(Saved entries)
———

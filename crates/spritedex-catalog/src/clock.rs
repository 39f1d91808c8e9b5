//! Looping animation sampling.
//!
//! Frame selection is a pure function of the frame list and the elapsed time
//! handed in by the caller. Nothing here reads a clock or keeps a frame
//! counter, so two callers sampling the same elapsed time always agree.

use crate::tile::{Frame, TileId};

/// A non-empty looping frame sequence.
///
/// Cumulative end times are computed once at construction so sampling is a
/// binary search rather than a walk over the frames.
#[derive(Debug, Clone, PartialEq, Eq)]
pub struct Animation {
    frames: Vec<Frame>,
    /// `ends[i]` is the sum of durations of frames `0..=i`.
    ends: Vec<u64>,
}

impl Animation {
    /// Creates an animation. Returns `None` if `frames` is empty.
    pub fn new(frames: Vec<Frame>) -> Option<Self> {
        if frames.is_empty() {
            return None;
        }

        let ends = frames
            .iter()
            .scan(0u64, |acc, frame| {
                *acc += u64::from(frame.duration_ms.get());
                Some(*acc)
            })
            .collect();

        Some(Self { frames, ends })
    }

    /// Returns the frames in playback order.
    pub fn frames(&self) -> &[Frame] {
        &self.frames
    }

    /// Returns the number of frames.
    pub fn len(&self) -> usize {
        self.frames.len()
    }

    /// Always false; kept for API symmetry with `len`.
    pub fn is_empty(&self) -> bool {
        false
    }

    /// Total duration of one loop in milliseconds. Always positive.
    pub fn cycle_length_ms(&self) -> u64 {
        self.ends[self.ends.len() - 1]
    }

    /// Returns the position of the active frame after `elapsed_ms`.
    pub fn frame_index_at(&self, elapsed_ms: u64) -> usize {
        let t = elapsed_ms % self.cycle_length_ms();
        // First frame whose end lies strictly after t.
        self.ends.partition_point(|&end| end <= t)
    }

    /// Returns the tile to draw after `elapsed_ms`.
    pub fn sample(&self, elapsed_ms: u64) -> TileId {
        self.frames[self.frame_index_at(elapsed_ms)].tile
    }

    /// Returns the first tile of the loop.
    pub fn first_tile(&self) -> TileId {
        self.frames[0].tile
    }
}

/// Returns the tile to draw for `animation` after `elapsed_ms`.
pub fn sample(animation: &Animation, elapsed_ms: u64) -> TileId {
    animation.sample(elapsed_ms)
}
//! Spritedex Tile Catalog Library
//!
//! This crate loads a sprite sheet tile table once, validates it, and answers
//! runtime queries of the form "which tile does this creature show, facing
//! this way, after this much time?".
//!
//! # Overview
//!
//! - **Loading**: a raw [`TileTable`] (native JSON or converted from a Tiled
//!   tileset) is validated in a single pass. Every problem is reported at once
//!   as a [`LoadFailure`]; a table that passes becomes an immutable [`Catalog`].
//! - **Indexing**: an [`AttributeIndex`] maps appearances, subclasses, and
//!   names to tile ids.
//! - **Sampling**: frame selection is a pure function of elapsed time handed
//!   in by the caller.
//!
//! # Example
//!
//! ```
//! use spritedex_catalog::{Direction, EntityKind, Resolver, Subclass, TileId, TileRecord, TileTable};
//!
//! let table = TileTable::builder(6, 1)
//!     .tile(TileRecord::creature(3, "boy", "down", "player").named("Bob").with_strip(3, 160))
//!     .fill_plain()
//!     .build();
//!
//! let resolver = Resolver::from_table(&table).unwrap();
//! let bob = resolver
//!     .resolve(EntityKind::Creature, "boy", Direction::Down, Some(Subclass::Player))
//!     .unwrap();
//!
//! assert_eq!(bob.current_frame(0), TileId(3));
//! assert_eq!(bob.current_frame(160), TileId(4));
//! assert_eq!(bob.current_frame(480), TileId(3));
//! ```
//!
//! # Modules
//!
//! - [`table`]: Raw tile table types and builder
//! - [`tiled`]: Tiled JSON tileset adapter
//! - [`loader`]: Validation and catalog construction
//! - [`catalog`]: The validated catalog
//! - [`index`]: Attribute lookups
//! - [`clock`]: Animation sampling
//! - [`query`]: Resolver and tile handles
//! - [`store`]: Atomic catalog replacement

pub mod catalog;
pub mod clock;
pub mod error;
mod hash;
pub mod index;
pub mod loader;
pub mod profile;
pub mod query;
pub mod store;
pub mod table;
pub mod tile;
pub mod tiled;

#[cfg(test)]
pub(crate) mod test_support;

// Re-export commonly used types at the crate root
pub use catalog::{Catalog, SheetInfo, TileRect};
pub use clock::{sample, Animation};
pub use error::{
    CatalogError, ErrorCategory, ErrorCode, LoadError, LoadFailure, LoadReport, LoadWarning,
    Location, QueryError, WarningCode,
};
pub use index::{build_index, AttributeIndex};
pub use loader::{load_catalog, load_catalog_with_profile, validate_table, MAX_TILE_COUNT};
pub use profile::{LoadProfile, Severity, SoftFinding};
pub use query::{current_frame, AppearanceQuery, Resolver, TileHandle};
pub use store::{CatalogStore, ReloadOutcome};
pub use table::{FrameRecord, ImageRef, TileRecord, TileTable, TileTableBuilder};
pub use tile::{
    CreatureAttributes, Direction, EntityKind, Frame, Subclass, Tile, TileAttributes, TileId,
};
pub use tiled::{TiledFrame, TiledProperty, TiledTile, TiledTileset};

———

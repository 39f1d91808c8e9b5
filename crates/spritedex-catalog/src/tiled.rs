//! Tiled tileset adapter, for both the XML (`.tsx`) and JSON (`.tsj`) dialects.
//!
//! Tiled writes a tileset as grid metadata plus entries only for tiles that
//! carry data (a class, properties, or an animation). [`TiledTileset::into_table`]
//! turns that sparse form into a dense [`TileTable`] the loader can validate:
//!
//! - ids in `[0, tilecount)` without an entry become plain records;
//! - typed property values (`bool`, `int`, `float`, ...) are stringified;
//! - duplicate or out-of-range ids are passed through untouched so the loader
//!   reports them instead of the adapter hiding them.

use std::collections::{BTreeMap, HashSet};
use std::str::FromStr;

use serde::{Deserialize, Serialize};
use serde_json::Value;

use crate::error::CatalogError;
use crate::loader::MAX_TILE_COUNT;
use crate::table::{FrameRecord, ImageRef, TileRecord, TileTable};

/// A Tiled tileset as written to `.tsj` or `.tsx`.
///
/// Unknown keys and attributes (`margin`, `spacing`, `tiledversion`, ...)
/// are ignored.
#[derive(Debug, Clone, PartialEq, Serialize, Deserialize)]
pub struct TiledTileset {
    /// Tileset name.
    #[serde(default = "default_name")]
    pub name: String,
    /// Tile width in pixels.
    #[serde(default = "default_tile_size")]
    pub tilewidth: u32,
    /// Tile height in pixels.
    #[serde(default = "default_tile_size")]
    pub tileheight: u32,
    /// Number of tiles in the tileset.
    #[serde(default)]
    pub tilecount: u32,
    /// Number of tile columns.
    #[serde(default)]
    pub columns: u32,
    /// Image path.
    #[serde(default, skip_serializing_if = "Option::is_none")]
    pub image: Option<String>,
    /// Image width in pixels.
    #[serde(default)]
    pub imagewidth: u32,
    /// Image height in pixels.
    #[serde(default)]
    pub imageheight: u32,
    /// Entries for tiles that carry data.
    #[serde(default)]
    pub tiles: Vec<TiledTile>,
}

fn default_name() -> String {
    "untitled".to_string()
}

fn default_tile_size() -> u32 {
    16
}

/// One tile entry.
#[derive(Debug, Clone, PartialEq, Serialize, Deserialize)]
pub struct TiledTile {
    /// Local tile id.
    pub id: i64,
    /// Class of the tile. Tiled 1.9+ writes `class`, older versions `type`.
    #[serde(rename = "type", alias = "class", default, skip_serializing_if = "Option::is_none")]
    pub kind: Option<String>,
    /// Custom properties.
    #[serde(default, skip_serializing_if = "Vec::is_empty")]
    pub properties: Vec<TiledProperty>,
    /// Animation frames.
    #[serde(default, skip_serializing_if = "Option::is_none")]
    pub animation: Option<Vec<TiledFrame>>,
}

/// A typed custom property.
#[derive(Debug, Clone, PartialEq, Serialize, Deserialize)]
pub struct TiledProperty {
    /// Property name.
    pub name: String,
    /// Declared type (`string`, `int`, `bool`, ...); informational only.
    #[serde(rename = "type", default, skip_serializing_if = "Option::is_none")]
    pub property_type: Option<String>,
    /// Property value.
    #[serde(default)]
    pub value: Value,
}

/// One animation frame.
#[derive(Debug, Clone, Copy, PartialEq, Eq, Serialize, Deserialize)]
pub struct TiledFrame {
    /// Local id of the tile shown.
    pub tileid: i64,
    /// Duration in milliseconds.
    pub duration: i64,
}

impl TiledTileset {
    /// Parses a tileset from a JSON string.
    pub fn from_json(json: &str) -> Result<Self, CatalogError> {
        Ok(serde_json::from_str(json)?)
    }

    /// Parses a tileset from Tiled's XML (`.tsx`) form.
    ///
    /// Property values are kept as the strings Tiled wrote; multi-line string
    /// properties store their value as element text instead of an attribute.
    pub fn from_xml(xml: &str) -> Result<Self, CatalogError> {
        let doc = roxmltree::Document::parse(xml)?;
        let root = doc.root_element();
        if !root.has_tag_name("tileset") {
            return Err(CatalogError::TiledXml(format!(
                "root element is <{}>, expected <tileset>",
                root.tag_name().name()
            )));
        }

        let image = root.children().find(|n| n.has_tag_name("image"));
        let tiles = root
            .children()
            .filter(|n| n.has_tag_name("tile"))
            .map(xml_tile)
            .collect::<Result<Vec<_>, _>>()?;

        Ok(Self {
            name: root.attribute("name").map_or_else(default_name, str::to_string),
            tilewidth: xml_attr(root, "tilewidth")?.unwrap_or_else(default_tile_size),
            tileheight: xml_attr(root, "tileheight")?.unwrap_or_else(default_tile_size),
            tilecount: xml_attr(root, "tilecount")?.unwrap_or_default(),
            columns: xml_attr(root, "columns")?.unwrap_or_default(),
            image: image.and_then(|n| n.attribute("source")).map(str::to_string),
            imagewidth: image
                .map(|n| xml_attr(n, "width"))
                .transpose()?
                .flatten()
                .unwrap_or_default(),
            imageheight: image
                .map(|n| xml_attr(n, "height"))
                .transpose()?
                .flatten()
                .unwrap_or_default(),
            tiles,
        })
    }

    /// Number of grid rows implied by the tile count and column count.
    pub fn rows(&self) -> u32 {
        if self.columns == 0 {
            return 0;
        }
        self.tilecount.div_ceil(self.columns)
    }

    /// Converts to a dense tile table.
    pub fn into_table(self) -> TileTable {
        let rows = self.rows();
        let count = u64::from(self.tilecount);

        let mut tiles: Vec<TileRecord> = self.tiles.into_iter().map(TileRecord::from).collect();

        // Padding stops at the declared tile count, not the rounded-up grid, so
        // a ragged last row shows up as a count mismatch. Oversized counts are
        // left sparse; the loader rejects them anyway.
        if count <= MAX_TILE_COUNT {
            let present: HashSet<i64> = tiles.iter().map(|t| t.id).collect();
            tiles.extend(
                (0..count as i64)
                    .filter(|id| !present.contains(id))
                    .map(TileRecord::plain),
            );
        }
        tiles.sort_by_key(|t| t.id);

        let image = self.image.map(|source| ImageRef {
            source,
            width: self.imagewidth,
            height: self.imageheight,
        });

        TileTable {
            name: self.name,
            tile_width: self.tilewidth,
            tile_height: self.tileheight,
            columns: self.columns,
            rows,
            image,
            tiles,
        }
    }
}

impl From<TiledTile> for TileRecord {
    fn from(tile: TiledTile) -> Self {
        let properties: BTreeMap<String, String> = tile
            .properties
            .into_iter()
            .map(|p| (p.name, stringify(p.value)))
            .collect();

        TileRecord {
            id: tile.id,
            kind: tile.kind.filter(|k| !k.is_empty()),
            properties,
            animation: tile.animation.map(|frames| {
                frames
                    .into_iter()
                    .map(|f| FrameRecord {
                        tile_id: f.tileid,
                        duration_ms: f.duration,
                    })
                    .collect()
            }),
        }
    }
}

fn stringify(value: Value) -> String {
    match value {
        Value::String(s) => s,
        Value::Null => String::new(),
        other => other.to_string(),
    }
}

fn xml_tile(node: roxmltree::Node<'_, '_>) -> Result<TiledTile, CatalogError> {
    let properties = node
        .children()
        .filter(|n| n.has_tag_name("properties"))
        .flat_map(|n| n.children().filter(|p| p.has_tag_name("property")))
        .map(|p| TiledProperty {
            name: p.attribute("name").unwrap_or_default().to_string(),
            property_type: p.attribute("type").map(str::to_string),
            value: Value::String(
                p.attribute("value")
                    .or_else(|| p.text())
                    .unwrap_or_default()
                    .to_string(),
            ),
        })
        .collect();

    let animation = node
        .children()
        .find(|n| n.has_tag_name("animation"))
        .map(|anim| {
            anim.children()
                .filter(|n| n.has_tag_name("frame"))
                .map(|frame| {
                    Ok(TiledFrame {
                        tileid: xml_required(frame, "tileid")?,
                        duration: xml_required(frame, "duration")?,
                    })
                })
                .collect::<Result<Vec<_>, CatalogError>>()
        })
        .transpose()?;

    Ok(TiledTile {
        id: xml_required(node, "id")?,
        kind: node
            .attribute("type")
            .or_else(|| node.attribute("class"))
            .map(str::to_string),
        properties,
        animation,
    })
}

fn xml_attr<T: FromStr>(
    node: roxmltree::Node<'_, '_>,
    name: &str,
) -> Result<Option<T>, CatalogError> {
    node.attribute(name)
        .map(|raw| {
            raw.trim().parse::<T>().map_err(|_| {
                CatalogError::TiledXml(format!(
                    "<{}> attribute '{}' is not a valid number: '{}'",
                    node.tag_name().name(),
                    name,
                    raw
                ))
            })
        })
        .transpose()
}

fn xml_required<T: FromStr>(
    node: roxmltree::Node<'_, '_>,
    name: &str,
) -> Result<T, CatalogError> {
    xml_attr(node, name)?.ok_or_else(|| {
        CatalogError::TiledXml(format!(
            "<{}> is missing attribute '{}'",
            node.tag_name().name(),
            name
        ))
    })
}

———

→ Work task:
The lines that mention the word "imagewidth" should be pulled from the records above.

→ Answer to this exercise:
    pub imagewidth: u32,
            imagewidth: image
            width: self.imagewidth,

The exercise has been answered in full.